The problem transcends the case of Michael Kamber, and is again not a new one. When Arthur Hays Sulzberger took control of
The New York Times
in 1935, he seemed far more afraid of having it thought that he ran a “Jewish newspaper” than of the rise of Adolf Hitler. He believed that the threat of anti-Semitism was being used by some Jews as a political cover for a kind of nationalism he abhorred, and he instructed his city editor not to give “too much space” to the efforts of the American Jewish Committee to aid European Jews. When Zionist leaders charged him with failing to present the news impartially, he blamed
them
for turning him from a non-Zionist into an “anti-Zionist.” In 1942 he wrote to Rabbi Abba Hillel Silver, chairman of the American Zionist Emergency Council, “I am opposed to Goebbels' tactics whether or not they are confined to Nazi Germany,” equating Nazi pressure on the Jews of Germany with Rabbi Silver's pressure on him.
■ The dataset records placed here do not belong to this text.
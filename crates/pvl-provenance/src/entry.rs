use pvl_types::{Digest, Position, Record, Timestamp};
use serde::{Deserialize, Serialize};
use uuid::Uuid;

/// Payload written to the ledger by the provenance service, tagged by `type`.
#[derive(Clone, Debug, PartialEq, Eq, Serialize, Deserialize)]
#[serde(tag = "type", rename_all = "snake_case")]
pub enum LedgerEntry {
    File(FileEntry),
    Certificate(CertificateEntry),
}

impl LedgerEntry {
    pub fn filehash(&self) -> &Digest {
        match self {
            Self::File(f) => &f.filehash,
            Self::Certificate(c) => &c.filehash,
        }
    }

    pub fn kind(&self) -> &'static str {
        match self {
            Self::File(_) => "file",
            Self::Certificate(_) => "certificate",
        }
    }
}

/// A registered upload.
#[derive(Clone, Debug, PartialEq, Eq, Serialize, Deserialize)]
pub struct FileEntry {
    pub filehash: Digest,
    pub owner_id: String,
    pub filename: String,
    pub uploaded_at: Timestamp,
}

/// An issued certificate.
#[derive(Clone, Debug, PartialEq, Eq, Serialize, Deserialize)]
pub struct CertificateEntry {
    pub cert_id: Uuid,
    pub filehash: Digest,
    pub filename: String,
    pub owner: String,
    pub issued_at: Timestamp,
}

/// Request to issue a certificate for a file hash.
#[derive(Clone, Debug, Serialize, Deserialize)]
pub struct CertificateRequest {
    pub filehash: Digest,
    pub filename: String,
    pub owner: String,
}

impl CertificateRequest {
    pub fn new(filehash: Digest, owner: impl Into<String>) -> Self {
        Self {
            filehash,
            filename: String::new(),
            owner: owner.into(),
        }
    }

    pub fn with_filename(mut self, filename: impl Into<String>) -> Self {
        self.filename = filename.into();
        self
    }
}

/// Proof that an entry was committed: where it sits in the chain and what it
/// says.
#[derive(Clone, Debug, PartialEq, Eq, Serialize, Deserialize)]
pub struct Attestation {
    pub block_index: Position,
    pub digest: Digest,
    pub timestamp: Timestamp,
    pub entry: LedgerEntry,
}

impl Attestation {
    /// Build from a record whose payload is a provenance entry.
    ///
    /// Returns `None` for genesis and for any foreign payload.
    pub fn from_record(record: &Record) -> Option<Self> {
        let entry = serde_json::from_str(&record.payload).ok()?;
        Some(Self {
            block_index: record.position,
            digest: record.digest.clone(),
            timestamp: record.timestamp,
            entry,
        })
    }

    pub fn cert_id(&self) -> Option<Uuid> {
        match &self.entry {
            LedgerEntry::Certificate(c) => Some(c.cert_id),
            LedgerEntry::File(_) => None,
        }
    }
}

#[cfg(test)]
mod tests {
    use super::*;
    use serde_json::json;

    fn hash() -> Digest {
        Digest::from_bytes([0xab; 32])
    }

    #[test]
    fn file_entry_is_tagged() {
        let entry = LedgerEntry::File(FileEntry {
            filehash: hash(),
            owner_id: "u1".into(),
            filename: "a.pdf".into(),
            uploaded_at: "2026-10-17T08:30:00Z".parse().unwrap(),
        });
        let value = serde_json::to_value(&entry).unwrap();
        assert_eq!(value["type"], "file");
        assert_eq!(value["filehash"], json!(hash().as_str()));
        assert_eq!(value["uploaded_at"], "2026-10-17T08:30:00.000000Z");
        assert_eq!(entry.kind(), "file");
    }

    #[test]
    fn certificate_entry_parses() {
        let value = json!({
            "type": "certificate",
            "cert_id": "01890a5d-ac96-774b-bcce-b302099a8057",
            "filehash": hash().as_str(),
            "filename": "a.pdf",
            "owner": "u1",
            "issued_at": "2026-10-17T08:30:00.000000Z",
        });
        let entry: LedgerEntry = serde_json::from_value(value).unwrap();
        assert_eq!(entry.kind(), "certificate");
        assert_eq!(entry.filehash(), &hash());
    }

    #[test]
    fn foreign_payloads_are_not_attestations() {
        let record = Record {
            position: 0,
            previous_digest: Digest::genesis_sentinel(),
            digest: hash(),
            payload: r#"{"message":"Genesis Block"}"#.into(),
            timestamp: "2026-10-17T08:30:00Z".parse().unwrap(),
        };
        assert!(Attestation::from_record(&record).is_none());
    }

    #[test]
    fn request_builder() {
        let req = CertificateRequest::new(hash(), "u1").with_filename("a.pdf");
        assert_eq!(req.owner, "u1");
        assert_eq!(req.filename, "a.pdf");
    }
}
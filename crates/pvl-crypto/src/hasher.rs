use std::io::{self, Read};

use pvl_types::Digest;
use sha2::{Digest as _, Sha256};

/// Read size used when streaming content into the hasher.
const CHUNK_SIZE: usize = 8192;

/// SHA-256 content hasher for uploaded files.
///
/// Produces the lowercase hex `filehash` that provenance payloads carry.
/// Content is hashed without any domain prefix so the value matches what
/// `sha256sum` reports for the same bytes.
pub struct ContentHasher;

impl ContentHasher {
    /// Hash an in-memory byte slice.
    pub fn hash(data: &[u8]) -> Digest {
        Digest::from_bytes(Sha256::digest(data).into())
    }

    /// Hash a stream to its end, reading in fixed-size chunks.
    pub fn hash_reader<R: Read>(mut reader: R) -> io::Result<Digest> {
        let mut hasher = Sha256::new();
        let mut buf = [0u8; CHUNK_SIZE];
        loop {
            let n = match reader.read(&mut buf) {
                Ok(0) => break,
                Ok(n) => n,
                Err(e) if e.kind() == io::ErrorKind::Interrupted => continue,
                Err(e) => return Err(e),
            };
            hasher.update(&buf[..n]);
        }
        Ok(Digest::from_bytes(hasher.finalize().into()))
    }

    /// Verify that data hashes to the expected digest.
    pub fn verify(data: &[u8], expected: &Digest) -> bool {
        Self::hash(data) == *expected
    }
}
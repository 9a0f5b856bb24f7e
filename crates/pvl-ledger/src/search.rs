use pvl_store::RecordStore;
use pvl_types::{Position, Record};
use serde_json::Value;

use crate::error::LedgerError;

/// Lazy, most-recent-first search over record payloads.
///
/// Created by [`Ledger::find_by_payload_field`](crate::Ledger::find_by_payload_field).
/// The upper bound is the tail observed at creation, so records appended
/// afterwards are not visited. Each call to `next` fetches at most one record
/// per position it steps over.
pub struct PayloadSearch<'a, S: ?Sized> {
    store: &'a S,
    key: String,
    value: Value,
    start: Option<Position>,
    cursor: Option<Position>,
}

impl<S: ?Sized> Clone for PayloadSearch<'_, S> {
    fn clone(&self) -> Self {
        Self {
            store: self.store,
            key: self.key.clone(),
            value: self.value.clone(),
            start: self.start,
            cursor: self.cursor,
        }
    }
}

impl<'a, S: RecordStore + ?Sized> PayloadSearch<'a, S> {
    pub(crate) fn new(store: &'a S, key: &str, value: Value, start: Option<Position>) -> Self {
        Self {
            store,
            key: key.to_owned(),
            value,
            start,
            cursor: start,
        }
    }

    /// Rewind to the tail captured at creation.
    pub fn restart(&mut self) {
        self.cursor = self.start;
    }

    pub fn key(&self) -> &str {
        &self.key
    }

    pub fn value(&self) -> &Value {
        &self.value
    }

    fn matches(&self, record: &Record) -> bool {
        // Undecodable payloads never match.
        let Ok(payload) = record.decode_payload() else {
            return false;
        };
        payload_matches(&payload, &self.key, &self.value)
    }
}

impl<S: RecordStore + ?Sized> Iterator for PayloadSearch<'_, S> {
    type Item = Result<Record, LedgerError>;

    fn next(&mut self) -> Option<Self::Item> {
        loop {
            let position = self.cursor?;
            self.cursor = position.checked_sub(1);

            match self.store.get(position) {
                Err(err) => return Some(Err(err.into())),
                Ok(None) => continue,
                Ok(Some(record)) if self.matches(&record) => return Some(Ok(record)),
                Ok(Some(_)) => continue,
            }
        }
    }
}

/// Whether a decoded payload holds `value` under `key`.
///
/// An object matches when `payload[key] == value`, or when `payload[key]` is
/// an array containing `value`. A top-level array matches when it contains
/// `value`.
pub fn payload_matches(payload: &Value, key: &str, value: &Value) -> bool {
    match payload {
        Value::Object(map) => match map.get(key) {
            Some(found) if found == value => true,
            Some(Value::Array(items)) => items.contains(value),
            _ => false,
        },
        Value::Array(items) => items.contains(value),
        _ => false,
    }
}

#[cfg(test)]
mod tests {
    use super::*;
    use serde_json::json;

    #[test]
    fn object_field_equality() {
        let payload = json!({"filehash": "ab", "owner_id": "u1"});
        assert!(payload_matches(&payload, "filehash", &json!("ab")));
        assert!(!payload_matches(&payload, "filehash", &json!("cd")));
        assert!(!payload_matches(&payload, "missing", &json!("ab")));
    }

    #[test]
    fn array_under_key_contains_value() {
        let payload = json!({"filehashes": ["ab", "cd"]});
        assert!(payload_matches(&payload, "filehashes", &json!("cd")));
        assert!(!payload_matches(&payload, "filehashes", &json!("ef")));
    }

    #[test]
    fn top_level_array_contains_value() {
        let payload = json!(["ab", 3]);
        assert!(payload_matches(&payload, "ignored", &json!(3)));
        assert!(!payload_matches(&payload, "ignored", &json!("3")));
    }

    #[test]
    fn scalars_never_match() {
        assert!(!payload_matches(&json!("ab"), "filehash", &json!("ab")));
        assert!(!payload_matches(&json!(null), "filehash", &json!(null)));
    }

    #[test]
    fn types_are_not_coerced() {
        let payload = json!({"n": 1});
        assert!(payload_matches(&payload, "n", &json!(1)));
        assert!(!payload_matches(&payload, "n", &json!("1")));
    }
}
//! Record persistence for the Provenance Ledger.
//!
//! A store holds ledger records keyed by position, with uniqueness enforced
//! on both `position` and `digest`. The store never computes or checks
//! digests; chain semantics belong to the ledger engine.
//!
//! # Storage Backends
//!
//! All backends implement the [`RecordStore`] trait:
//!
//! - [`InMemoryRecordStore`] -- map-based store for tests and embedding
//! - [`FileRecordStore`] -- append-only, CRC-framed log file replayed on open
//!
//! # Design Rules
//!
//! 1. Records are immutable once written.
//! 2. A conflicting insert (taken position, duplicate digest, or a position
//!    that does not extend the tail) changes nothing and returns an error.
//! 3. Concurrent reads are always safe and never see a half-written record.
//! 4. All I/O errors are propagated, never silently ignored.

pub mod error;
pub mod file;
mod index;
pub mod memory;
pub mod traits;

pub use error::{StoreError, StoreResult};
pub use file::{FileRecordStore, FileStoreConfig, RecoveryStats, SyncMode};
pub use memory::InMemoryRecordStore;
pub use traits::RecordStore;
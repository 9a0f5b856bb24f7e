use axum::extract::DefaultBodyLimit;
use axum::routing::{get, post};
use axum::Router;
use tower_http::trace::TraceLayer;

use crate::handler;
use crate::state::AppState;

/// Build the axum router with all PVL endpoints.
pub fn build_router(state: AppState) -> Router {
    let upload_limit = state.config.max_upload_bytes;

    Router::new()
        .route("/v1/health", get(handler::health_handler))
        .route("/v1/info", get(handler::info_handler))
        .route("/v1/chain", get(handler::chain_handler))
        .route("/v1/chain/validate", get(handler::validate_handler))
        .route("/v1/chain/audit", get(handler::audit_handler))
        .route("/v1/records/:position", get(handler::record_handler))
        .route(
            "/v1/records/by-digest/:digest",
            get(handler::record_by_digest_handler),
        )
        .route("/v1/search", get(handler::search_handler))
        .route("/v1/files", post(handler::register_file_handler))
        .route("/v1/certificates", post(handler::issue_certificate_handler))
        .route("/v1/verify", post(handler::verify_handler))
        .layer(DefaultBodyLimit::max(upload_limit))
        .layer(TraceLayer::new_for_http())
        .with_state(state)
}
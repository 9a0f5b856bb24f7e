use pvl_types::{Digest, Position};

/// Errors from record store operations.
#[derive(Debug, thiserror::Error)]
pub enum StoreError {
    /// A record already occupies this position.
    #[error("position {0} is already occupied")]
    PositionTaken(Position),

    /// A record with this digest is already stored.
    #[error("digest {0} is already recorded")]
    DuplicateDigest(Digest),

    /// The record does not extend the current tail.
    #[error("out-of-order insert: expected position {expected}, got {found}")]
    OutOfOrder { expected: Position, found: Position },

    /// Serialization or deserialization failure.
    #[error("serialization error: {0}")]
    Serialization(String),

    /// I/O error from the underlying storage backend.
    #[error("I/O error: {0}")]
    Io(#[from] std::io::Error),

    /// The record log is damaged in a way replay cannot skip past.
    #[error("record log corrupt at offset {offset}: {reason}")]
    Corrupt { offset: u64, reason: String },

    /// The backend cannot serve requests (e.g. a poisoned lock).
    #[error("store unavailable: {0}")]
    Unavailable(String),
}

impl StoreError {
    /// Returns `true` for uniqueness and ordering collisions, which a writer
    /// resolves by re-reading the tail and trying again.
    pub fn is_conflict(&self) -> bool {
        matches!(
            self,
            Self::PositionTaken(_) | Self::DuplicateDigest(_) | Self::OutOfOrder { .. }
        )
    }
}

/// Result alias for store operations.
pub type StoreResult<T> = Result<T, StoreError>;
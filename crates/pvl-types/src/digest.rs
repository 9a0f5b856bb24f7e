use std::fmt;
use std::str::FromStr;

use serde::{Deserialize, Serialize};

use crate::error::TypeError;

/// The `previous_digest` carried by the genesis record.
pub const GENESIS_PREVIOUS_DIGEST: &str = "0";

/// Hex-encoded SHA-256 digest binding a record to its content and position.
///
/// A `Digest` is always either 64 lowercase hex characters or the genesis
/// sentinel `"0"`, which only ever appears as the genesis record's
/// `previous_digest`. Parsing normalizes upper-case hex.
#[derive(Clone, PartialEq, Eq, Hash, PartialOrd, Ord, Serialize, Deserialize)]
#[serde(try_from = "String", into = "String")]
pub struct Digest(String);

impl Digest {
    /// Length of a hex-encoded SHA-256 digest.
    pub const HEX_LEN: usize = 64;

    /// The sentinel that stands in for the predecessor of the genesis record.
    pub fn genesis_sentinel() -> Self {
        Self(GENESIS_PREVIOUS_DIGEST.to_string())
    }

    /// Wrap a raw 32-byte hash.
    pub fn from_bytes(hash: [u8; 32]) -> Self {
        Self(hex::encode(hash))
    }

    /// Parse a 64-character hex digest. The sentinel is not accepted here.
    pub fn from_hex(s: &str) -> Result<Self, TypeError> {
        if s.len() != Self::HEX_LEN {
            return Err(TypeError::InvalidLength {
                expected: Self::HEX_LEN,
                actual: s.len(),
            });
        }
        let bytes = hex::decode(s).map_err(|e| TypeError::InvalidHex(e.to_string()))?;
        let mut arr = [0u8; 32];
        arr.copy_from_slice(&bytes);
        Ok(Self::from_bytes(arr))
    }

    /// Returns `true` for the genesis sentinel `"0"`.
    pub fn is_genesis_sentinel(&self) -> bool {
        self.0 == GENESIS_PREVIOUS_DIGEST
    }

    pub fn as_str(&self) -> &str {
        &self.0
    }

    /// First 8 hex characters, for log lines and terse listings.
    pub fn short(&self) -> &str {
        &self.0[..self.0.len().min(8)]
    }
}

impl FromStr for Digest {
    type Err = TypeError;

    fn from_str(s: &str) -> Result<Self, Self::Err> {
        if s == GENESIS_PREVIOUS_DIGEST {
            Ok(Self::genesis_sentinel())
        } else {
            Self::from_hex(s)
        }
    }
}

impl TryFrom<String> for Digest {
    type Error = TypeError;

    fn try_from(value: String) -> Result<Self, Self::Error> {
        value.parse()
    }
}

impl From<Digest> for String {
    fn from(digest: Digest) -> Self {
        digest.0
    }
}

impl AsRef<str> for Digest {
    fn as_ref(&self) -> &str {
        &self.0
    }
}

impl fmt::Debug for Digest {
    fn fmt(&self, f: &mut fmt::Formatter<'_>) -> fmt::Result {
        write!(f, "Digest({})", self.short())
    }
}

impl fmt::Display for Digest {
    fn fmt(&self, f: &mut fmt::Formatter<'_>) -> fmt::Result {
        f.write_str(&self.0)
    }
}
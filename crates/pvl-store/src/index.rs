use std::collections::{BTreeMap, HashMap};

use pvl_types::{Digest, Position, Record};

use crate::error::{StoreError, StoreResult};

/// Position- and digest-keyed view of the stored records.
///
/// Both backends keep one of these behind a lock; the file backend rebuilds
/// it from the log on open.
#[derive(Default, Debug)]
pub(crate) struct RecordIndex {
    by_position: BTreeMap<Position, Record>,
    by_digest: HashMap<Digest, Position>,
}

impl RecordIndex {
    /// Position the next insert must carry.
    pub(crate) fn next_position(&self) -> Position {
        self.by_position
            .keys()
            .next_back()
            .map(|p| p + 1)
            .unwrap_or(0)
    }

    /// Uniqueness and ordering checks, without mutating.
    pub(crate) fn check_insert(&self, record: &Record) -> StoreResult<()> {
        if self.by_position.contains_key(&record.position) {
            return Err(StoreError::PositionTaken(record.position));
        }
        if self.by_digest.contains_key(&record.digest) {
            return Err(StoreError::DuplicateDigest(record.digest.clone()));
        }
        let expected = self.next_position();
        if record.position != expected {
            return Err(StoreError::OutOfOrder {
                expected,
                found: record.position,
            });
        }
        Ok(())
    }

    /// Insert after a successful [`check_insert`](Self::check_insert).
    pub(crate) fn insert_checked(&mut self, record: Record) {
        self.by_digest.insert(record.digest.clone(), record.position);
        self.by_position.insert(record.position, record);
    }

    /// Insert while rebuilding from a log. Positions may skip when a damaged
    /// entry was dropped, so only uniqueness is enforced.
    pub(crate) fn insert_recovered(&mut self, record: Record) -> StoreResult<()> {
        if self.by_position.contains_key(&record.position) {
            return Err(StoreError::PositionTaken(record.position));
        }
        if self.by_digest.contains_key(&record.digest) {
            return Err(StoreError::DuplicateDigest(record.digest.clone()));
        }
        self.insert_checked(record);
        Ok(())
    }

    /// Overwrite the record at an existing position, bypassing immutability.
    #[cfg(any(test, feature = "test-util"))]
    pub(crate) fn replace(&mut self, record: Record) -> bool {
        let Some(old) = self.by_position.get(&record.position) else {
            return false;
        };
        self.by_digest.remove(&old.digest);
        self.by_digest.insert(record.digest.clone(), record.position);
        self.by_position.insert(record.position, record);
        true
    }

    pub(crate) fn tail(&self) -> Option<&Record> {
        self.by_position.values().next_back()
    }

    pub(crate) fn get(&self, position: Position) -> Option<&Record> {
        self.by_position.get(&position)
    }

    pub(crate) fn get_by_digest(&self, digest: &Digest) -> Option<&Record> {
        self.by_digest
            .get(digest)
            .and_then(|position| self.by_position.get(position))
    }

    pub(crate) fn records(&self) -> impl Iterator<Item = &Record> {
        self.by_position.values()
    }

    pub(crate) fn len(&self) -> usize {
        self.by_position.len()
    }
}
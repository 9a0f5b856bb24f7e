use std::sync::Arc;

use pvl_types::{Digest, Position, Record};

use crate::error::StoreResult;

/// Persistence boundary for ledger records.
///
/// All implementations must satisfy these invariants:
/// - Records are immutable once inserted; there is no update or delete.
/// - `position` and `digest` are each unique across the store. An insert that
///   would violate either fails with a conflict error and changes nothing.
/// - An insert must extend the tail: its position is the tail position plus
///   one (or zero on an empty store).
/// - A reader never observes a partially written record.
/// - All I/O errors are propagated, never silently ignored.
pub trait RecordStore: Send + Sync {
    /// The record with the highest position, if any.
    fn tail(&self) -> StoreResult<Option<Record>>;

    /// Point lookup by position.
    fn get(&self, position: Position) -> StoreResult<Option<Record>>;

    /// Point lookup by digest.
    fn get_by_digest(&self, digest: &Digest) -> StoreResult<Option<Record>>;

    /// Durably insert a new record.
    fn insert(&self, record: &Record) -> StoreResult<()>;

    /// Every record, ordered by ascending position.
    fn scan(&self) -> StoreResult<Vec<Record>>;

    /// Number of stored records.
    fn len(&self) -> StoreResult<u64>;

    fn is_empty(&self) -> StoreResult<bool> {
        Ok(self.len()? == 0)
    }
}

impl<T: RecordStore + ?Sized> RecordStore for Arc<T> {
    fn tail(&self) -> StoreResult<Option<Record>> {
        (**self).tail()
    }

    fn get(&self, position: Position) -> StoreResult<Option<Record>> {
        (**self).get(position)
    }

    fn get_by_digest(&self, digest: &Digest) -> StoreResult<Option<Record>> {
        (**self).get_by_digest(digest)
    }

    fn insert(&self, record: &Record) -> StoreResult<()> {
        (**self).insert(record)
    }

    fn scan(&self) -> StoreResult<Vec<Record>> {
        (**self).scan()
    }

    fn len(&self) -> StoreResult<u64> {
        (**self).len()
    }

    fn is_empty(&self) -> StoreResult<bool> {
        (**self).is_empty()
    }
}

impl<T: RecordStore + ?Sized> RecordStore for Box<T> {
    fn tail(&self) -> StoreResult<Option<Record>> {
        (**self).tail()
    }

    fn get(&self, position: Position) -> StoreResult<Option<Record>> {
        (**self).get(position)
    }

    fn get_by_digest(&self, digest: &Digest) -> StoreResult<Option<Record>> {
        (**self).get_by_digest(digest)
    }

    fn insert(&self, record: &Record) -> StoreResult<()> {
        (**self).insert(record)
    }

    fn scan(&self) -> StoreResult<Vec<Record>> {
        (**self).scan()
    }

    fn len(&self) -> StoreResult<u64> {
        (**self).len()
    }

    fn is_empty(&self) -> StoreResult<bool> {
        (**self).is_empty()
    }
}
The effect of this was to upend the stated editorial principles of the
Times
. Ostensibly, the family wanted the paper to remain evenhanded and free of bias, by which it meant that it would not allow its own Jewish origins to dictate favorable coverage of the Jews. But in practice the paper carried this to the point of
creating
bias: lest it be accused of favoring the views of one side, it banned all letters to the editor concerning Hitler in the years that he was coming to power. The Ochs-Sulzbergers also believed that, since the Jews were not a people—the very claim that would one day be enshrined in the charter of the PLO—they were not in need of a Jewish homeland; and this, too, dictated a policy of minimizing antiSemitism lest, by promoting sympathy for the Jewish plight, the
Times
play into the hands of Zionists.

Although the Ochs-Sulzberger families have since apologized for the “meager coverage” the
Times
gave to the Holocaust as it was unfolding, they have never made a connection between their prejudiced view of Jewish peoplehood and the paper's coverage of world news in general. They thus perpetuate the cycle of parochialization, as if the problem were one that affected only the Jews. But let us suppose for a moment that the publishers of
The New York Times
had acted truly without bias. They would then have responded to Hitler's virulent anti-Semitism as signaling a broader danger to everything precious to themselves and to America. They would have assiduously gathered information about Hitler's program of rearmament, as Winston Churchill tried to do once he became convinced that Hitler was planning to attack the West. They would have drawn daily attention to Germany's abuses of democratic freedoms, its perversion of the law, its abrogation of civil liberties.
And
they would have registered the way that Nazi anti-Semitism cloaked darker anti-democratic purposes behind an enmity directed against the Jews alone.